An inning later Kuroda recorded his tenth and eleventh strikeouts of the game, but then yielded back to back singles to Omar Infante and Austin Jackson. On the Jackson single to right Infante took a wide turn around second. Replays clearly showed that Cano had taken the throw from right fielder Nick Swisher and tagged Infante out while the runner’s hand was still a yard from the bag, but second base umpire Jeff Nelson called him safe. While Nelson later admitted his error, the inning continued.

Yankee manager Joe Girardi then went to the bullpen, and Kuroda left to a standing ovation as Yankee relievers were asked to record a single out. With growing dismay, we watched as first Boone Logan, then Joba Chamberlain, and finally Clay Rapada each failed to do so. Each faced one batter and left to a chorus of boos after yielding two more singles and a walk, a collective failure that plated two more Detroit runs. Finally Cory Eppley ended the inning by striking out Young, the Tigers’ designated hitter.

Inevitably, many Yankee fans have focused on the blown call by umpire Nelson, but I’m not so sure it really mattered.
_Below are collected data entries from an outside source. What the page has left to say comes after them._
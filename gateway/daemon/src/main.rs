//! Gateway Daemon - Composition Root for the Routing Engine
//!
//! Loads configuration and the model catalog, builds the routing engine and
//! either keeps it running (`serve`) or answers one admin question and exits.
//!
//! # Usage
//!
//! ```bash
//! # Run with the default config (~/.config/llm-gateway/gateway.toml)
//! gateway-daemon serve
//!
//! # Explicit config and catalog
//! gateway-daemon --config /etc/llm-gateway/gateway.toml serve --catalog /etc/llm-gateway/catalog.toml
//!
//! # Show how a request would be routed
//! gateway-daemon plan gemini-1.5-flash --prefer google --streaming
//!
//! # Validate config and catalog
//! gateway-daemon check
//!
//! # Inspect a running `serve` (shared store and metrics export)
//! gateway-daemon breakers
//! gateway-daemon metrics
//!
//! # Verbose logging
//! RUST_LOG=debug gateway-daemon serve
//! ```
//!
//! # Signals
//!
//! - `SIGINT` (Ctrl-C): Graceful shutdown of `serve`

mod serve;

use std::collections::BTreeMap;
use std::path::{Path, PathBuf};
use std::sync::Arc;

use anyhow::{Context, Result};
use clap::{Args as ClapArgs, Parser, Subcommand};
use tracing::info;

use gateway_core::{
    load_catalog, load_config_from_path, BreakerStateStore, CapabilityRequirements, ConfigOverrides,
    FileStateStore, GatewayConfig, PlanRequest, ProviderRouter, SharedBreakerState,
};

/// Gateway Daemon - Provider routing and resilience for llm-gateway
#[derive(Parser, Debug)]
#[command(name = "gateway-daemon")]
#[command(author, version, about, long_about = None)]
pub struct Args {
    /// Configuration file path
    #[arg(short = 'c', long, env = "GATEWAY_CONFIG", value_name = "FILE", global = true)]
    config: Option<PathBuf>,

    /// Log level (trace, debug, info, warn, error)
    #[arg(short = 'l', long, env = "GATEWAY_LOG_LEVEL", default_value = "info", global = true)]
    log_level: String,

    #[command(flatten)]
    overrides: OverrideArgs,

    #[command(subcommand)]
    command: Command,
}

/// Settings that take priority over file and environment
#[derive(ClapArgs, Debug, Default)]
struct OverrideArgs {
    /// Catalog file path
    #[arg(long, value_name = "FILE", global = true)]
    catalog: Option<PathBuf>,

    /// Planned attempts examined per request
    #[arg(long, value_name = "N", global = true)]
    max_retries: Option<usize>,

    /// Consecutive failures that open a breaker
    #[arg(long, value_name = "N", global = true)]
    failure_threshold: Option<u32>,

    /// Mirror breaker state through the shared store
    #[arg(long, global = true)]
    store: Option<bool>,
}

impl OverrideArgs {
    fn to_overrides(&self) -> ConfigOverrides {
        let mut overrides = ConfigOverrides::new();
        if let Some(ref path) = self.catalog {
            overrides = overrides.with_catalog_path(path.clone());
        }
        if let Some(retries) = self.max_retries {
            overrides = overrides.with_max_retries(retries);
        }
        if let Some(threshold) = self.failure_threshold {
            overrides = overrides.with_failure_threshold(threshold);
        }
        if let Some(enabled) = self.store {
            overrides = overrides.with_store_enabled(enabled);
        }
        overrides
    }
}

#[derive(Subcommand, Debug)]
enum Command {
    /// Run the engine until Ctrl-C
    Serve,

    /// Print the ranked provider attempts for a model
    Plan {
        /// Logical model id
        model: String,

        /// Provider to try first unless its breaker is open
        #[arg(long, value_name = "PROVIDER")]
        prefer: Option<String>,

        /// Require streaming support
        #[arg(long)]
        streaming: bool,

        /// Require function calling support
        #[arg(long)]
        tools: bool,

        /// Require image input support
        #[arg(long)]
        vision: bool,
    },

    /// Print breaker state shared by running instances as JSON
    Breakers,

    /// Print the metrics last exported by `serve` (Prometheus text format)
    Metrics,

    /// Validate configuration and catalog
    Check,
}

/// Initialize logging with the specified level
fn init_logging(level: &str) {
    let filter = tracing_subscriber::EnvFilter::try_from_default_env().unwrap_or_else(|_| {
        tracing_subscriber::EnvFilter::new(format!("gateway_core={level},gateway_daemon={level}"))
    });

    tracing_subscriber::fmt()
        .with_env_filter(filter)
        .with_target(true)
        .with_writer(std::io::stderr)
        .init();
}

/// Load config with CLI overrides applied on top
fn resolve_config(args: &Args) -> Result<GatewayConfig> {
    let path = args.config.clone().or_else(gateway_core::default_config_path);
    let mut config = load_config_from_path(path).context("Failed to load configuration")?;
    args.overrides.to_overrides().apply(&mut config);
    config.validate().context("Invalid configuration after CLI overrides")?;

    info!(
        source = %config.source(),
        file = ?config.config_file_path,
        "Configuration resolved"
    );
    Ok(config)
}

/// Build the engine and register the catalog, if one is configured
fn build_router(config: &GatewayConfig) -> Result<Arc<ProviderRouter>> {
    let router = Arc::new(config.router_builder().build());
    if let Some(ref path) = config.catalog_path {
        let models = load_catalog(path)
            .with_context(|| format!("Failed to load catalog from {}", path.display()))?;
        router.register(models);
    }
    Ok(router)
}

/// Breaker state that running instances published to the shared store
async fn shared_breaker_states(config: &GatewayConfig) -> Result<BTreeMap<String, SharedBreakerState>> {
    let store = FileStateStore::new(config.store_path.clone());
    let states = store
        .fetch_all()
        .await
        .with_context(|| format!("Failed to read shared breaker state from {}", store.dir().display()))?;
    Ok(states.into_iter().collect())
}

fn read_metrics_export(path: &Path) -> Result<String> {
    std::fs::read_to_string(path).with_context(|| {
        format!(
            "No metrics export at {}; is `gateway-daemon serve` running?",
            path.display()
        )
    })
}

fn print_plan(router: &ProviderRouter, request: &PlanRequest) -> Result<()> {
    let plan = router
        .plan(request)
        .with_context(|| format!("Cannot plan model {}", request.model_id))?;

    println!("{:<4} {:<20} {:<40} {}", "RANK", "PROVIDER", "MODEL", "BREAKER");
    for attempt in plan {
        println!(
            "{:<4} {:<20} {:<40} {}",
            attempt.rank, attempt.provider, attempt.provider_model_id, attempt.phase
        );
    }
    Ok(())
}

#[tokio::main]
async fn main() -> Result<()> {
    let args = Args::parse();
    init_logging(&args.log_level);

    let config = resolve_config(&args)?;

    match args.command {
        Command::Serve => serve::run(config).await,
        Command::Plan {
            model,
            prefer,
            streaming,
            tools,
            vision,
        } => {
            let router = build_router(&config)?;
            let mut request = PlanRequest::new(model).require(CapabilityRequirements {
                streaming,
                function_calling: tools,
                vision,
            });
            if let Some(provider) = prefer {
                request = request.prefer(provider);
            }
            print_plan(&router, &request)
        }
        Command::Breakers => {
            if !config.store_enabled {
                tracing::warn!("Breaker mirroring is disabled; running instances publish nothing");
            }
            let states = shared_breaker_states(&config).await?;
            println!(
                "{}",
                serde_json::to_string_pretty(&states).context("Failed to encode breaker states")?
            );
            Ok(())
        }
        Command::Metrics => {
            print!("{}", read_metrics_export(&config.metrics_export_path)?);
            Ok(())
        }
        Command::Check => {
            let router = build_router(&config)?;
            let snapshot = router.registry().all();
            println!("config:    {}", config.source());
            println!("models:    {}", snapshot.len());
            println!("offerings: {}", snapshot.provider_offerings());
            println!("providers: {}", router.registry().provider_names().join(", "));
            Ok(())
        }
    }
}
Yes, 1-0 is a different situation than 3-0, but there’s no doubting that one run is all the visitor needs if the home team fails to score at all. Rather than stepping up, batter after batter in pinstripes stood down. On the day the Yankees managed just four hits. Only one, Mark Teixeira’s two-out double down the right field line in the 1st inning, was for extra bases. Four other Yankees reached base, three on walks and one on an error. Only Teixeira in the 1st and Ichiro after reaching on the error in the 6th, advanced to scoring position. Those were also the only two innings multiple Yankees were on base. In two games at the Stadium the Yankees and Tigers played 21 innings. Twenty times the scoreboard displayed a zero for the Yankees’ efforts at the plate.

One should tip one’s cap to Tigers starter Anibal Sanchez who threw seven scoreless innings, and reliever Phil Coke who stifled New York in the 8th and 9th. But Sanchez gave up seven earned runs in just three innings when he faced the Yankees two months ago. The reality is that at the most important time of the year for the Yankees and their fans, far too many bats have gone silent irrespective of who is on the mound. Through the ALDS and the first two games of the ALCS, Swisher is hitting .154. Alex Rodriguez, whose struggles led to him first being pinch-hit for and then benched in the ALDS, singled in the 9th to raise his postseason batting average from .091 to .130. Curtis Granderson, who made the final out of the game, is hitting .115. Most perplexing is Cano. The second baseman finished the regular season on a tear, with nine consecutive multi-hit games. In the playoffs he is now batting .063. He has gone hitless in his last twenty-six at bats, setting an unenviable major league record for the longest string of batting futility in a single postseason.

The sun had set by the time I left the Stadium on Sunday, though it was still pleasantly warm for October. The series shifts to Detroit now, where the Yankees must face reigning AL MVP and Cy Young Award winner Justin Verlander in Game Three. They still have to actually play the games, and New York has come back from two down before. But despite the clear skies and warm air, as I made my way up to the elevated station to catch the #4 train the atmosphere around me was as gloomy as the New Hampshire weather had been half a day earlier. Unless Yankee hitters do more than just talk about stepping up, the sight of the captain on the ground, grimacing in pain, will be remembered as an unhappy harbinger of an early winter in the Bronx.